» **MATERIAL TO PROCESS**
>>

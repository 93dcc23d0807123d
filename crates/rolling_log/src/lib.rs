#![forbid(unsafe_code)]
// Allow pedantic lints for early-stage API ergonomics.
#![allow(clippy::nursery)]
#![allow(clippy::pedantic)]

//! # Rolling Log
//!
//! A small leveled logger for processes that want colored lines on the
//! console or in a file, with optional rolling of that file.
//!
//! - Four levels (debug, info, warn, error) plus `fatal`, which exits
//! - Output to standard output or to a file, created lazily on first write
//! - Rolling by elapsed time or by bytes written, with collision-free
//!   `name_N.ext` file names
//! - One shared, lock-protected logger that any number of threads write to
//!
//! ## Example
//!
//! ```rust,no_run
//! use rolling_log::{default_logger, info, infof};
//!
//! default_logger()
//!     .set_level("debug")
//!     .set_log_file("./tmp/test.log")
//!     .set_rolling("time", rolling_log::MINUTE);
//!
//! info!("served ", 3, " requests");
//! infof!("latency {}ms\n", 12);
//! ```
//!
//! ## Line format
//!
//! ```text
//! ESC[32;3m[I|2024-03-09|07:05:01] main.rs:12 served 3 requestsESC[0m
//! ```
//!
//! The variadic calls (`info!`, [`Logger::info`]) end the line with `\n`.
//! The formatted calls (`infof!`, [`Logger::infof`]) write exactly what the
//! format string produces and add no terminator.

mod error;
mod format;
mod level;
mod logger;
mod rolling;
mod target;

pub use error::{ConfigError, Result};
pub use format::{CallSite, Color, Concat, DATE_FORMAT, TIME_FORMAT};
pub use level::{DEBUG_FLAG, ERROR_FLAG, INFO_FLAG, Level, ParseLevelError, ParseResult, WARN_FLAG};
pub use logger::{Clock, ErrorHandler, Logger, Options, default_logger};
pub use rolling::{
    KB, MB, MIN_SIZE_INTERVAL, MIN_TIME_INTERVAL, MINUTE, RollPolicy, Rolling, SECOND, SIZE_FLAG,
    TIME_FLAG,
};
pub use target::LogFilePath;

/// Logs the concatenation of its arguments at debug level on the default
/// logger, followed by a newline.
#[macro_export]
macro_rules! debug {
    ($($arg:expr),* $(,)?) => {
        $crate::default_logger().debug(&[$(&$arg as &dyn ::std::fmt::Display),*])
    };
}

/// Logs a formatted message at debug level on the default logger.
#[macro_export]
macro_rules! debugf {
    ($($arg:tt)*) => {
        $crate::default_logger().debugf(::std::format_args!($($arg)*))
    };
}

/// Logs the concatenation of its arguments at info level on the default
/// logger, followed by a newline.
#[macro_export]
macro_rules! info {
    ($($arg:expr),* $(,)?) => {
        $crate::default_logger().info(&[$(&$arg as &dyn ::std::fmt::Display),*])
    };
}

/// Logs a formatted message at info level on the default logger.
#[macro_export]
macro_rules! infof {
    ($($arg:tt)*) => {
        $crate::default_logger().infof(::std::format_args!($($arg)*))
    };
}

/// Logs the concatenation of its arguments at warn level on the default
/// logger, followed by a newline.
#[macro_export]
macro_rules! warn {
    ($($arg:expr),* $(,)?) => {
        $crate::default_logger().warn(&[$(&$arg as &dyn ::std::fmt::Display),*])
    };
}

/// Logs a formatted message at warn level on the default logger.
#[macro_export]
macro_rules! warnf {
    ($($arg:tt)*) => {
        $crate::default_logger().warnf(::std::format_args!($($arg)*))
    };
}

/// Logs the concatenation of its arguments at error level on the default
/// logger, followed by a newline.
#[macro_export]
macro_rules! error {
    ($($arg:expr),* $(,)?) => {
        $crate::default_logger().error(&[$(&$arg as &dyn ::std::fmt::Display),*])
    };
}

/// Logs a formatted message at error level on the default logger.
#[macro_export]
macro_rules! errorf {
    ($($arg:tt)*) => {
        $crate::default_logger().errorf(::std::format_args!($($arg)*))
    };
}

/// Logs at error level on the default logger, then exits with status 1.
#[macro_export]
macro_rules! fatal {
    ($($arg:expr),* $(,)?) => {
        $crate::default_logger().fatal(&[$(&$arg as &dyn ::std::fmt::Display),*])
    };
}

/// Formatted variant of [`fatal!`]; exits with status 1.
#[macro_export]
macro_rules! fatalf {
    ($($arg:tt)*) => {
        $crate::default_logger().fatalf(::std::format_args!($($arg)*))
    };
}

/// Prelude module for convenient imports.
pub mod prelude {
    pub use crate::{
        CallSite, ConfigError, Level, LogFilePath, Logger, Options, ParseLevelError, Rolling,
        default_logger,
    };
}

<<

» **PROBLEM TO SOLVE**
Wherever the word "fatalf" shows up in the material, copy the line it is on.

» **SOLVED EXERCISE**
macro_rules! fatalf {
        $crate::default_logger().fatalf(::std::format_args!($($arg)*))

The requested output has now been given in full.